NISA口座など政策的課題は保険料算定の対象とせず、その他特別口座で受け取る配当所得が対象となります。

格差是正は大事 ただ苦労した人が「損した」社会はおかしい

格差社会は広がり、超富裕層は着実に資産を増やしている中、貧困層も広がり、中間所得層も実収入が伸びず、格差はさらに広がっているのも事実です。

格差社会の是正は絶対に必要だと思います。

格差社会の是正策として「応能負担」の考え方があり、配当所得を保険料に算入させる根拠も「応能負担」にあるため、その点を否定する気はありません。

負担できる人が負担する社会構造は、当然の社会といえます。

しかし、今回のケースは若干視点が異なると思います。

先ほども記載しましたが、一般所得階層で配当所得がある人は、老後が心配で生活費をきりつめて投資にまわし、しっかりと資産形成した人たちです。

「老後が心配」だからお金を貯めたのに、ようやくその貯めたお金を活用しようと思ったら、そこからしっかりと保険料を徴収する。
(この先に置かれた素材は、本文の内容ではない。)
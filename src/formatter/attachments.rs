//! Per-formatter attachment handling.
//!
//! Configured through the `attachmentHandlingOptions` setting:
//!
//! ```json
//! {"attachmentHandling": "External", "externalAttachmentsStoragePath": "attachments/{branch}"}
//! ```
//!
//! `Embed` (the default) leaves envelopes untouched. `External` moves the
//! `url` of every `externalAttachment` under the storage path.

use std::{path::Path, sync::Arc};

use log::warn;

use crate::{
    config::{FormatterConfiguration, PlaceholderResolver},
    messages::Envelope,
};

/// Setting key holding the attachment options object.
pub const ATTACHMENT_OPTIONS_SETTING: &str = "attachmentHandlingOptions";

#[derive(Clone, Copy, Debug, Default, PartialEq, Eq)]
pub enum AttachmentHandling {
    #[default]
    Embed,
    External,
}

/// Resolved attachment options for one formatter.
#[derive(Clone, Debug, Default, PartialEq, Eq)]
pub struct AttachmentOptions {
    pub handling: AttachmentHandling,
    /// Storage directory with placeholders already expanded.
    pub storage_path: Option<String>,
}

impl AttachmentOptions {
    /// Read options from `config`, falling back to [`AttachmentHandling::Embed`]
    /// for anything missing or unrecognised.
    #[must_use]
    pub fn from_configuration(config: &FormatterConfiguration, placeholders: &PlaceholderResolver) -> Self {
        let Some(options) = config.setting(ATTACHMENT_OPTIONS_SETTING) else {
            return Self::default();
        };
        let Some(options) = options.as_object() else {
            warn!("ignoring {ATTACHMENT_OPTIONS_SETTING}: expected an object, got {options}");
            return Self::default();
        };

        let lookup = |key: &str| {
            options
                .iter()
                .find(|(k, _)| k.eq_ignore_ascii_case(key))
                .and_then(|(_, v)| v.as_str())
        };
        let handling = match lookup("attachmentHandling") {
            Some(mode) if mode.eq_ignore_ascii_case("external") => AttachmentHandling::External,
            Some(mode) if mode.eq_ignore_ascii_case("embed") => AttachmentHandling::Embed,
            None => AttachmentHandling::Embed,
            Some(other) => {
                warn!("unknown attachment handling '{other}', embedding attachments");
                AttachmentHandling::Embed
            }
        };
        let storage_path = lookup("externalAttachmentsStoragePath")
            .filter(|path| !path.trim().is_empty())
            .map(|path| placeholders.resolve(path));

        Self {
            handling,
            storage_path,
        }
    }

    /// Rewrite `envelope` for this formatter. Clones only when a change is
    /// needed.
    #[must_use]
    pub fn apply(&self, envelope: Arc<Envelope>) -> Arc<Envelope> {
        let (AttachmentHandling::External, Some(storage)) = (self.handling, &self.storage_path) else {
            return envelope;
        };
        let Envelope::ExternalAttachment(attachment) = envelope.as_ref() else {
            return envelope;
        };
        let Some(url) = relocate(&attachment.url, storage) else {
            return envelope;
        };
        let mut attachment = attachment.clone();
        attachment.url = url;
        Arc::new(Envelope::ExternalAttachment(attachment))
    }
}

/// New location of `url` under `storage`; `None` leaves it alone.
fn relocate(url: &str, storage: &str) -> Option<String> {
    if url.contains("://") {
        return None;
    }
    let source = Path::new(url);
    let relative = if source.has_root() {
        Path::new(source.file_name()?)
    } else {
        source
    };
    Some(Path::new(storage).join(relative).to_string_lossy().into_owned())
}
しかし、散々散財してきた人たちは、真面目にお金を貯めた人たちより安い保険料ですむ。

いやぁ、納得できないですよね。

たしかに、庶民では想像できない配当所得を得ている人たちもいますから、そうした人たちからはしっかりと税金・保険料をとってもらいたいものですが、我々庶民は配当所得といってもたかがしれています。

そもそも、年金が低いから貯めたのに、さらに負担を押しつけるって、どうかしていると思いませんか?

しかも、高齢者といえば、これから医療や介護の費用が懸念され、そのためにしっかりと貯めてきた資産を、保険料という形で取り崩させようとするなんて、信じられません。

繰り返しますが、格差社会は是正すべきですし、超富裕層からは応能負担をしてもらうべきですが、庶民層は「なぜその資産があるのか」の背景事情をしっかりと考えて政策を考えて欲しいものです。

まとめ

配当所得の保険料算入は、職業柄議論の経過は知っていましたが、今回、アリとキリギリスの話で炎上しているとの報道を見て、我慢できず投稿しました。

応能負担というから、まず超富裕層から相応の負担してもらうことで、財源を確保して欲しいものです。

税金と健康保険料、年金保険料で、50%近い金額が奪われています。

昔なら一揆がおこる比率ですよ。

頑張っている人が報われる社会をしっかりと考えて欲しいものです。

私のFIRE後の夢を壊さないで欲しい(これが本音だったりする・・・)。